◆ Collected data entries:
_ _ _

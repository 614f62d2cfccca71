//! Actuation service: the controller's hexagonal core.
//!
//! [`ActuationService`] owns the [`ActuationMachine`] and runs the full
//! per-reading pipeline synchronously: classify, decide, maybe publish.
//! All I/O flows through port traits injected at call sites, making the
//! service testable with mock adapters.
//!
//! ```text
//!  Classifier ──▶ ┌────────────────────────┐ ──▶ EventSink
//!                 │    ActuationService     │
//!                 │  decode · classify ·    │
//!                 │  decide · commit        │
//!                 └───────────┬────────────┘
//!                             ▼
//!                     CommandPublisher
//! ```

use core::time::Duration;
use std::time::Instant;

use log::info;

use crate::error::ClassifierError;
use crate::fsm::{ActuationMachine, ActuationState, Decision};
use crate::telemetry::{self, Features, SensorReading};

use super::commands::Command;
use super::events::AppEvent;
use super::ports::{Classifier, CommandPublisher, EventSink};

/// What happened to one inbound message.
#[derive(Debug, Clone, Copy, PartialEq, Eq)]
pub enum Outcome {
    Published(Command),
    Stable,
    Debounced,
    /// Decode or classification failed; nothing else was attempted.
    Skipped,
    /// The transport refused the publish; state unchanged.
    PublishFailed,
}

// ───────────────────────────────────────────────────────────────
// ActuationService
// ───────────────────────────────────────────────────────────────

pub struct ActuationService {
    machine: ActuationMachine,
    readings_processed: u64,
    publishes: u64,
}

impl ActuationService {
    pub fn new(dwell: Duration) -> Self {
        Self {
            machine: ActuationMachine::new(dwell),
            readings_processed: 0,
            publishes: 0,
        }
    }

    pub fn start(&self, sink: &mut impl EventSink) {
        sink.emit(&AppEvent::Started {
            dwell: self.machine.dwell(),
        });
        info!("ActuationService started, dwell={:?}", self.machine.dwell());
    }

    // ── Per-message processing ────────────────────────────────

    /// Decode a raw data-topic payload and process it.
    pub fn handle_payload(
        &mut self,
        payload: &[u8],
        now: Instant,
        classifier: &impl Classifier,
        publisher: &mut impl CommandPublisher,
        sink: &mut impl EventSink,
    ) -> Outcome {
        match telemetry::decode(payload) {
            Ok(reading) => self.handle_reading(&reading, now, classifier, publisher, sink),
            Err(e) => {
                sink.emit(&AppEvent::ReadingRejected(e));
                Outcome::Skipped
            }
        }
    }

    /// Run one reading through classify → decide → publish → commit.
    pub fn handle_reading(
        &mut self,
        reading: &SensorReading,
        now: Instant,
        classifier: &impl Classifier,
        publisher: &mut impl CommandPublisher,
        sink: &mut impl EventSink,
    ) -> Outcome {
        self.readings_processed += 1;

        let desired = match classify(reading, classifier) {
            Ok(cmd) => cmd,
            Err(e) => {
                sink.emit(&AppEvent::ClassificationFailed(e));
                return Outcome::Skipped;
            }
        };

        match self.machine.decide(desired, now) {
            Decision::Stable => {
                sink.emit(&AppEvent::Stable(desired));
                Outcome::Stable
            }
            Decision::Debounced { elapsed } => {
                sink.emit(&AppEvent::Debounced {
                    current: self.machine.state().last_command_sent,
                    desired,
                    elapsed,
                });
                Outcome::Debounced
            }
            Decision::Transition { from } => match publisher.publish(desired) {
                Ok(()) => {
                    self.machine.commit(desired, now);
                    self.publishes += 1;
                    sink.emit(&AppEvent::Published { from, to: desired });
                    Outcome::Published(desired)
                }
                Err(error) => {
                    sink.emit(&AppEvent::PublishFailed {
                        command: desired,
                        error,
                    });
                    Outcome::PublishFailed
                }
            },
        }
    }

    // ── Queries ───────────────────────────────────────────────

    /// Commanded state (`Standby` before the first publish).
    pub fn current(&self) -> Command {
        self.machine.current()
    }

    pub fn state(&self) -> ActuationState {
        self.machine.state()
    }

    pub fn readings_processed(&self) -> u64 {
        self.readings_processed
    }

    pub fn publishes(&self) -> u64 {
        self.publishes
    }
}

fn classify(reading: &SensorReading, classifier: &impl Classifier) -> Result<Command, ClassifierError> {
    let features = Features::from_reading(reading)?;
    let label = classifier.predict(&features)?;
    Command::from_label(label).ok_or(ClassifierError::UnknownLabel(label))
}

_ _ _

◆ Work to be completed:
Write out each record again, keeping every word as it is.

◆ Answer for this exercise:
repository 614f62d2cfccca71
//! Actuation service: the controller's hexagonal core.
//!
//! [`ActuationService`] owns the [`ActuationMachine`] and runs the full
//! per-reading pipeline synchronously: classify, decide, maybe publish.
//! All I/O flows through port traits injected at call sites, making the
//! service testable with mock adapters.
//!
//! ```text
//!  Classifier ──▶ ┌────────────────────────┐ ──▶ EventSink
//!                 │    ActuationService     │
//!                 │  decode · classify ·    │
//!                 │  decide · commit        │
//!                 └───────────┬────────────┘
//!                             ▼
//!                     CommandPublisher
//! ```

use core::time::Duration;
use std::time::Instant;

use log::info;

use crate::error::ClassifierError;
use crate::fsm::{ActuationMachine, ActuationState, Decision};
use crate::telemetry::{self, Features, SensorReading};

use super::commands::Command;
use super::events::AppEvent;
use super::ports::{Classifier, CommandPublisher, EventSink};

/// What happened to one inbound message.
#[derive(Debug, Clone, Copy, PartialEq, Eq)]
pub enum Outcome {
    Published(Command),
    Stable,
    Debounced,
    /// Decode or classification failed; nothing else was attempted.
    Skipped,
    /// The transport refused the publish; state unchanged.
    PublishFailed,
}

// ───────────────────────────────────────────────────────────────
// ActuationService
// ───────────────────────────────────────────────────────────────

pub struct ActuationService {
    machine: ActuationMachine,
    readings_processed: u64,
    publishes: u64,
}

impl ActuationService {
    pub fn new(dwell: Duration) -> Self {
        Self {
            machine: ActuationMachine::new(dwell),
            readings_processed: 0,
            publishes: 0,
        }
    }

    pub fn start(&self, sink: &mut impl EventSink) {
        sink.emit(&AppEvent::Started {
            dwell: self.machine.dwell(),
        });
        info!("ActuationService started, dwell={:?}", self.machine.dwell());
    }

    // ── Per-message processing ────────────────────────────────

    /// Decode a raw data-topic payload and process it.
    pub fn handle_payload(
        &mut self,
        payload: &[u8],
        now: Instant,
        classifier: &impl Classifier,
        publisher: &mut impl CommandPublisher,
        sink: &mut impl EventSink,
    ) -> Outcome {
        match telemetry::decode(payload) {
            Ok(reading) => self.handle_reading(&reading, now, classifier, publisher, sink),
            Err(e) => {
                sink.emit(&AppEvent::ReadingRejected(e));
                Outcome::Skipped
            }
        }
    }

    /// Run one reading through classify → decide → publish → commit.
    pub fn handle_reading(
        &mut self,
        reading: &SensorReading,
        now: Instant,
        classifier: &impl Classifier,
        publisher: &mut impl CommandPublisher,
        sink: &mut impl EventSink,
    ) -> Outcome {
        self.readings_processed += 1;

        let desired = match classify(reading, classifier) {
            Ok(cmd) => cmd,
            Err(e) => {
                sink.emit(&AppEvent::ClassificationFailed(e));
                return Outcome::Skipped;
            }
        };

        match self.machine.decide(desired, now) {
            Decision::Stable => {
                sink.emit(&AppEvent::Stable(desired));
                Outcome::Stable
            }
            Decision::Debounced { elapsed } => {
                sink.emit(&AppEvent::Debounced {
                    current: self.machine.state().last_command_sent,
                    desired,
                    elapsed,
                });
                Outcome::Debounced
            }
            Decision::Transition { from } => match publisher.publish(desired) {
                Ok(()) => {
                    self.machine.commit(desired, now);
                    self.publishes += 1;
                    sink.emit(&AppEvent::Published { from, to: desired });
                    Outcome::Published(desired)
                }
                Err(error) => {
                    sink.emit(&AppEvent::PublishFailed {
                        command: desired,
                        error,
                    });
                    Outcome::PublishFailed
                }
            },
        }
    }

    // ── Queries ───────────────────────────────────────────────

    /// Commanded state (`Standby` before the first publish).
    pub fn current(&self) -> Command {
        self.machine.current()
    }

    pub fn state(&self) -> ActuationState {
        self.machine.state()
    }

    pub fn readings_processed(&self) -> u64 {
        self.readings_processed
    }

    pub fn publishes(&self) -> u64 {
        self.publishes
    }
}

fn classify(reading: &SensorReading, classifier: &impl Classifier) -> Result<Command, ClassifierError> {
    let features = Features::from_reading(reading)?;
    let label = classifier.predict(&features)?;
    Command::from_label(label).ok_or(ClassifierError::UnknownLabel(label))
}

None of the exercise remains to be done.